You can access your Unity Catalog Tables in a Wherobots Notebook, Job Run, or SQL Session. The following sections
detail how to work with your Unity Catalog tables in a Wherobots Notebook.

### Set the SedonaContext

In a Wherobots Notebook, create the `SedonaContext` and import any other necessary libraries for your analysis.

The following imports the necessary modules from the Sedona library, creates a `SedonaContext` object, and
imports [`expr`](https://spark.apache.org/docs/latest/api/python/reference/pyspark.sql/api/pyspark.sql.functions.expr.html).

```python theme={"system"}
from sedona.spark import *
from pyspark.sql.functions import expr
config = SedonaContext.builder().getOrCreate()
sedona = SedonaContext.create(config)
```

### Set your Databricks Resource Variables

Define the resources that point to your Databricks resources:

```python theme={"system"}
CATALOG = "YOUR-CATALOG" # Change this to your catalog
SCHEMA  = "YOUR-SCHEMA" # Change this to your schema name
SOURCE_TABLE = "YOUR-SOURCE-TABLE" # Change this to the table you're reading into Wherobots
OUTPUT_TABLE = "YOUR-OUTPUT-TABLE" # Change this to the table you're writing to from Wherobots
SOURCE_TABLE_FQN = f"`{CATALOG}`.`{SCHEMA}`.`{SOURCE_TABLE}`"
OUTPUT_TABLE_FQN = f"`{CATALOG}`.`{SCHEMA}`.`{OUTPUT_TABLE}`"
```

### Reading from a Delta Table

<Tabs>
  <Tab title="Writing to a Wherobots-managed catalog">
    ```python theme={"system"}
    # Read from a Unity Catalog Databricks Managed Delta table
    df = sedona.read.table(SOURCE_TABLE_FQN)

    # Assuming the table has a column named "geom_wkb" that stores geometries in WKB format,
    # use Wherobots to convert those to an equivalent GEOMETRY column.
    df_parsed = df.withColumn("geom", expr("ST_GeomFromWKB(geom_wkb)"))

    # Perform spatial analysis in Wherobots, which creates a new GEOMETRY column.
    # For example, create a 100-meter buffer around an existing geometry.
    df_analyzed = df_parsed.withColumn("buffered_geom", expr("ST_Buffer(geom, 100)"))

    # Write the enriched table, preserving the new GEOMETRY column,
    # to your Wherobots-managed catalog.
    sedona.sql("CREATE SCHEMA IF NOT EXISTS org_catalog.default")
    df_analyzed.writeTo(f"org_catalog.default.`{OUTPUT_TABLE}`") \
        .createOrReplace()
    ```
  </Tab>

  <Tab title="Writing to an External Delta Table in Unity Catalog">
    To write to an external Delta table, you must specify an **external location** in a Wherobots Notebook.

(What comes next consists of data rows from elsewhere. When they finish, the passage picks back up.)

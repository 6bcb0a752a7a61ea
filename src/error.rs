//! Error types for EchoGram
//!
//! All handler errors are converted to `AppError`, which implements
//! `IntoResponse`. Upstream detail is logged here and never returned
//! to the caller: the response body only carries a fixed message.

use axum::http::StatusCode;
use axum::response::{IntoResponse, Response};
use thiserror::Error;

use crate::graph::GraphError;
use crate::service::account::ResolveError;

/// Application-wide error type
#[derive(Debug, Error)]
pub enum AppError {
    /// A required request parameter is absent (400)
    #[error("{0}")]
    MissingParameter(&'static str),

    /// The token holder manages no Facebook Page (404)
    #[error("No Facebook Pages found.")]
    NoPageFound,

    /// The selected Page has no Instagram business account (404)
    #[error("No IG business account linked.")]
    NoLinkedAccount,

    /// Graph API call failed (500)
    #[error("{message}: {source}")]
    Upstream {
        message: &'static str,
        #[source]
        source: GraphError,
    },

    /// Authorization code could not be exchanged (500)
    #[error("Failed to get access token: {0}")]
    OAuthExchange(#[source] GraphError),

    /// Provider returned an error instead of a code (400)
    #[error("Authorization was not granted: {0}")]
    AuthorizationDenied(String),

    /// OAuth state missing, forged or expired (401)
    #[error("Invalid OAuth state")]
    InvalidState,

    /// Login handoff code unknown, reused or expired (401)
    #[error("Invalid or expired login code")]
    InvalidHandoff,

    /// Configuration error (500)
    #[error("Configuration error: {0}")]
    Config(String),

    /// Internal server error (500)
    #[error("Internal error: {0}")]
    Internal(#[from] anyhow::Error),
}

impl From<config::ConfigError> for AppError {
    fn from(err: config::ConfigError) -> Self {
        AppError::Config(err.to_string())
    }
}

impl AppError {
    /// HTTP status, client-facing message and metric label
    fn parts(&self) -> (StatusCode, String, &'static str) {
        match self {
            AppError::MissingParameter(msg) => {
                (StatusCode::BAD_REQUEST, msg.to_string(), "missing_parameter")
            }
            AppError::NoPageFound => (StatusCode::NOT_FOUND, self.to_string(), "no_page"),
            AppError::NoLinkedAccount => {
                (StatusCode::NOT_FOUND, self.to_string(), "no_linked_account")
            }
            AppError::Upstream { message, .. } => (
                StatusCode::INTERNAL_SERVER_ERROR,
                message.to_string(),
                "upstream",
            ),
            AppError::OAuthExchange(_) => (
                StatusCode::INTERNAL_SERVER_ERROR,
                "Failed to get access token".to_string(),
                "oauth_exchange",
            ),
            AppError::AuthorizationDenied(_) => (
                StatusCode::BAD_REQUEST,
                "Authorization was not granted".to_string(),
                "authorization_denied",
            ),
            AppError::InvalidState => (StatusCode::UNAUTHORIZED, self.to_string(), "invalid_state"),
            AppError::InvalidHandoff => {
                (StatusCode::UNAUTHORIZED, self.to_string(), "invalid_handoff")
            }
            AppError::Config(_) => (
                StatusCode::INTERNAL_SERVER_ERROR,
                "Internal server error".to_string(),
                "config",
            ),
            AppError::Internal(_) => (
                StatusCode::INTERNAL_SERVER_ERROR,
                "Internal server error".to_string(),
                "internal",
            ),
        }
    }

    /// HTTP status this error renders with
    pub fn status(&self) -> StatusCode {
        self.parts().0
    }
}

impl IntoResponse for AppError {
    fn into_response(self) -> Response {
        use axum::Json;

        let (status, error_message, error_type) = self.parts();

        match &self {
            AppError::Upstream { message, source } => {
                tracing::error!(
                    error = %source,
                    payload = ?source.payload(),
                    "{}",
                    message
                );
            }
            AppError::OAuthExchange(source) => {
                tracing::error!(
                    error = %source,
                    payload = ?source.payload(),
                    "Error getting access token"
                );
            }
            AppError::Config(_) | AppError::Internal(_) => {
                tracing::error!(error = %self, "Request failed");
            }
            _ => tracing::debug!(error = %self, status = status.as_u16(), "Request rejected"),
        }

        crate::metrics::ERRORS_TOTAL
            .with_label_values(&[error_type])
            .inc();

        let body = Json(serde_json::json!({
            "error": error_message,
        }));

        (status, body).into_response()
    }
}

/// Attach an endpoint's fixed failure message to upstream errors
pub trait UpstreamContext<T> {
    fn or_upstream(self, message: &'static str) -> Result<T>;
}

impl<T> UpstreamContext<T> for std::result::Result<T, GraphError> {
    fn or_upstream(self, message: &'static str) -> Result<T> {
        self.map_err(|source| AppError::Upstream { message, source })
    }
}

impl<T> UpstreamContext<T> for std::result::Result<T, ResolveError> {
    fn or_upstream(self, message: &'static str) -> Result<T> {
        self.map_err(|err| match err {
            ResolveError::NoPageFound => AppError::NoPageFound,
            ResolveError::NoLinkedAccount => AppError::NoLinkedAccount,
            ResolveError::Graph(source) => AppError::Upstream { message, source },
        })
    }
}

/// Result type alias using AppError
pub type Result<T> = std::result::Result<T, AppError>;
//! Dashboard aggregation
//!
//! Pure functions over data already fetched. No I/O.

use serde::{Deserialize, Serialize};
use std::cmp::Reverse;

use crate::graph::{MediaItem, Profile};

/// Number of posts kept in `topPosts`
pub const TOP_POSTS: usize = 3;

/// Derived statistics, never stored
#[derive(Debug, Clone, PartialEq, Serialize, Deserialize)]
#[serde(rename_all = "camelCase")]
pub struct DashboardStats {
    pub total_posts: usize,
    pub total_likes: u64,
    pub total_comments: u64,
    /// (likes + comments) / followers, two decimals
    pub engagement_rate: String,
    pub top_posts: Vec<MediaItem>,
}

/// Profile block of the dashboard response
#[derive(Debug, Clone, PartialEq, Serialize, Deserialize)]
pub struct ProfileView {
    pub username: Option<String>,
    pub bio: Option<String>,
    pub profile_picture: Option<String>,
    pub followers_count: Option<u64>,
    pub follows_count: Option<u64>,
}

impl From<&Profile> for ProfileView {
    fn from(profile: &Profile) -> Self {
        Self {
            username: profile.username.clone(),
            bio: profile.biography.clone(),
            profile_picture: profile.profile_picture_url.clone(),
            followers_count: profile.followers_count,
            follows_count: profile.follows_count,
        }
    }
}

/// Compute dashboard statistics for a profile and its media
pub fn aggregate(profile: &Profile, media: &[MediaItem]) -> DashboardStats {
    let total_likes = media
        .iter()
        .fold(0u64, |acc, m| acc.saturating_add(m.like_count.unwrap_or(0)));
    let total_comments = media
        .iter()
        .fold(0u64, |acc, m| acc.saturating_add(m.comments_count.unwrap_or(0)));

    // sort_by_key is stable: equal engagement keeps listing order
    let mut top_posts = media.to_vec();
    top_posts.sort_by_key(|m| Reverse(m.engagement()));
    top_posts.truncate(TOP_POSTS);

    DashboardStats {
        total_posts: media.len(),
        total_likes,
        total_comments,
        engagement_rate: engagement_rate(
            total_likes.saturating_add(total_comments),
            profile.followers_count.unwrap_or(0),
        ),
        top_posts,
    }
}

/// Ratio rounded half-up to two decimals; "0.00" without followers
pub fn engagement_rate(interactions: u64, followers: u64) -> String {
    if followers == 0 {
        return "0.00".to_string();
    }

    let followers = u128::from(followers);
    let hundredths = (u128::from(interactions) * 200 + followers) / (2 * followers);
    format!("{}.{:02}", hundredths / 100, hundredths % 100)
}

    <Callout icon="circle-question-mark" title="What's an external location?">
      An external location is a Unity Catalog object that links a cloud storage path to a **storage credential** to manage data access. You can manage them in the **Catalog Explorer**.
    </Callout>

    Finding an External Location

    1. In the **Catalog Explorer**, navigate to **External Data** > **External Locations**.
    2. A list of registered locations will appear. Click on a location to view its details.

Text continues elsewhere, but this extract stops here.